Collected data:

......

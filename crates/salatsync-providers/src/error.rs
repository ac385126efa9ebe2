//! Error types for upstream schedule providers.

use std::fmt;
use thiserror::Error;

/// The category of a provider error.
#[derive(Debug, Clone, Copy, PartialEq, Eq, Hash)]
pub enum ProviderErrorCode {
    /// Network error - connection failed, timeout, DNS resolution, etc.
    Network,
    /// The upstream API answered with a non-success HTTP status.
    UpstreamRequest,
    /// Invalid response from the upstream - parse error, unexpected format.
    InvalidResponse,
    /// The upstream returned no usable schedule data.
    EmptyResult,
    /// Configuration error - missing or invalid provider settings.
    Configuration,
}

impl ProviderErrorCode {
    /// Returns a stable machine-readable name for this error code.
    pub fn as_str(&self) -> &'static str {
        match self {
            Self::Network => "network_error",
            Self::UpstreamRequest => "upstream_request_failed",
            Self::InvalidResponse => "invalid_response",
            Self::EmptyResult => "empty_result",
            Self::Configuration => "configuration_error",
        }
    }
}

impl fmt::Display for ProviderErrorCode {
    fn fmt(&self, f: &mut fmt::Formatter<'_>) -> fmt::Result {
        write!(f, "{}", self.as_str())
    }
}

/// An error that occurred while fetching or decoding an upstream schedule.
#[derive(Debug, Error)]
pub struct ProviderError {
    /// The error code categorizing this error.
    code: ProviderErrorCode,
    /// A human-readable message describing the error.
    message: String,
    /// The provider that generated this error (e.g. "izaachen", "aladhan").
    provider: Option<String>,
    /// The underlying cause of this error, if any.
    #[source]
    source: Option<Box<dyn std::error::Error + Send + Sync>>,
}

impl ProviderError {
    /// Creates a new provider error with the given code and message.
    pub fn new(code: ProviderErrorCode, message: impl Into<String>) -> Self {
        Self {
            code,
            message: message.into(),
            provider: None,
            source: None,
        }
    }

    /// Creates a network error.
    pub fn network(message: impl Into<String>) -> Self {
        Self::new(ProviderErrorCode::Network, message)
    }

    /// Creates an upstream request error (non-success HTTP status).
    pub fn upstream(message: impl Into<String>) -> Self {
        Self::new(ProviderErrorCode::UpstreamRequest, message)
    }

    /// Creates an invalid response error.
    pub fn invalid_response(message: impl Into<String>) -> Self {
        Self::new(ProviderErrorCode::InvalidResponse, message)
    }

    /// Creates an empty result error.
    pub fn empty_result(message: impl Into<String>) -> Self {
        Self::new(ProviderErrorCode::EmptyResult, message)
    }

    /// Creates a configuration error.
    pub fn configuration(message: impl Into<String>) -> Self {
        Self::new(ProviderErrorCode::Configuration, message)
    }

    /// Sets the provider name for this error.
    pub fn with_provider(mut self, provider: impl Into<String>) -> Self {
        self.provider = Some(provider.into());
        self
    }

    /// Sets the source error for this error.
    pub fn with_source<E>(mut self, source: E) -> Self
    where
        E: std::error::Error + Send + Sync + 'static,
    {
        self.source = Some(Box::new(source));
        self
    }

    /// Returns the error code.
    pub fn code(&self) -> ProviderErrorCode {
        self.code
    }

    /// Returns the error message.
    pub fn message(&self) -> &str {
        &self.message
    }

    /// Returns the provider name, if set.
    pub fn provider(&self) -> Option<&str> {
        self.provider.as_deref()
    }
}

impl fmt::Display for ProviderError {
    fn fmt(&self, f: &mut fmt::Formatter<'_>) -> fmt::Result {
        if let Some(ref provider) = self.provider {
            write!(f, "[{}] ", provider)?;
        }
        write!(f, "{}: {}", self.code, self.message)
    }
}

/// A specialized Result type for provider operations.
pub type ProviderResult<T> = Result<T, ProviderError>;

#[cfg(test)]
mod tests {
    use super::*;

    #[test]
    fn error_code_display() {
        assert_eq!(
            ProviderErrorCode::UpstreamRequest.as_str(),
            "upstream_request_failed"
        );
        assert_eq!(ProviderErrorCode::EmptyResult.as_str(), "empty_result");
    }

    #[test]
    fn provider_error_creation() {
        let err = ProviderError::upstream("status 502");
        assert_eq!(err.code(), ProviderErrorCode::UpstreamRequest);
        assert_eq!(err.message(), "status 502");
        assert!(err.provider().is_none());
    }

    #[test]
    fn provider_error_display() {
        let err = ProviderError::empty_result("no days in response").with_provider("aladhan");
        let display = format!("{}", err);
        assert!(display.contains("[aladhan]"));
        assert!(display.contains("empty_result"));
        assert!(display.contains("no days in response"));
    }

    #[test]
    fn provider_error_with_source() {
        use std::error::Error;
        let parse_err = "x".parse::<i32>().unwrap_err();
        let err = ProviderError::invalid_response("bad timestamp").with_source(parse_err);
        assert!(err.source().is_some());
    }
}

......

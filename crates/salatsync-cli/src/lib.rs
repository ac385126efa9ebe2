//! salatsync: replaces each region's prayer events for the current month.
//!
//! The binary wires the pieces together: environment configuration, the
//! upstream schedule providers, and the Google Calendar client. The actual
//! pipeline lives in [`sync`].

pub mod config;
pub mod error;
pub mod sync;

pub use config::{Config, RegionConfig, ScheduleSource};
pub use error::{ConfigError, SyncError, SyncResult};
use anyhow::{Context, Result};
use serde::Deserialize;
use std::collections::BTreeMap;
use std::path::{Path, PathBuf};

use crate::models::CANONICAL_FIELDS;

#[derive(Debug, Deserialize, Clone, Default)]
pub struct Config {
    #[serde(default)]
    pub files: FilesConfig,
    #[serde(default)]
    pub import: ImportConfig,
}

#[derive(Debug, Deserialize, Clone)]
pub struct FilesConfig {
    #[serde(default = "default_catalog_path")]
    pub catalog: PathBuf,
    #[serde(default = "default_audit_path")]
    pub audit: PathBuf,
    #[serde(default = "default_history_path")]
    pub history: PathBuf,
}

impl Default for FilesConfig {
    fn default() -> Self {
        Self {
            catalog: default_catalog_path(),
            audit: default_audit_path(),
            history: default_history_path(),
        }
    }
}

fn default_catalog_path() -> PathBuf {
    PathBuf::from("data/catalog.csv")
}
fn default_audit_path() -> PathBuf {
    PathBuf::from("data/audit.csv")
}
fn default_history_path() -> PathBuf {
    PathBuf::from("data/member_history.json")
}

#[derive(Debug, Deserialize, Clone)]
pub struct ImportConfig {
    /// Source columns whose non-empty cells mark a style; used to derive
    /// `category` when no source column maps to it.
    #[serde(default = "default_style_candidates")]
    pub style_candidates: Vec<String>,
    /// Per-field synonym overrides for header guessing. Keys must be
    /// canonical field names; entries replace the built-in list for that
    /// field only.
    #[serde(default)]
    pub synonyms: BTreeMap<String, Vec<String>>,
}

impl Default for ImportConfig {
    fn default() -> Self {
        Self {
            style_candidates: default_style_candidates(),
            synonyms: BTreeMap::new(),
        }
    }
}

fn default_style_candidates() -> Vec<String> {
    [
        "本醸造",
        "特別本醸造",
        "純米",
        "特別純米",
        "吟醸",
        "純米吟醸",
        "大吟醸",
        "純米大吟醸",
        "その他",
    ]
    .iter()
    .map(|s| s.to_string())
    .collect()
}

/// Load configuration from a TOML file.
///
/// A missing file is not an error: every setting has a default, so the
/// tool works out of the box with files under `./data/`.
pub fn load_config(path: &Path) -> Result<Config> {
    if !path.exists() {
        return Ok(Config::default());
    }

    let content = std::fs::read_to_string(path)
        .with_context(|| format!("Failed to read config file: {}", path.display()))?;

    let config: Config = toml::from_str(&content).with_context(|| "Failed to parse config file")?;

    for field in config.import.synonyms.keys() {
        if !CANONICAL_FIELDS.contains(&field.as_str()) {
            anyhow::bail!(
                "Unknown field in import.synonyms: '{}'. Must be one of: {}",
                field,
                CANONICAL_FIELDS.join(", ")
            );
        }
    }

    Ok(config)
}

......

Among the lines above, return each one holding the string "synonyms".

    pub synonyms: BTreeMap<String, Vec<String>>,
            synonyms: BTreeMap::new(),
    for field in config.import.synonyms.keys() {
                "Unknown field in import.synonyms: '{}'. Must be one of: {}",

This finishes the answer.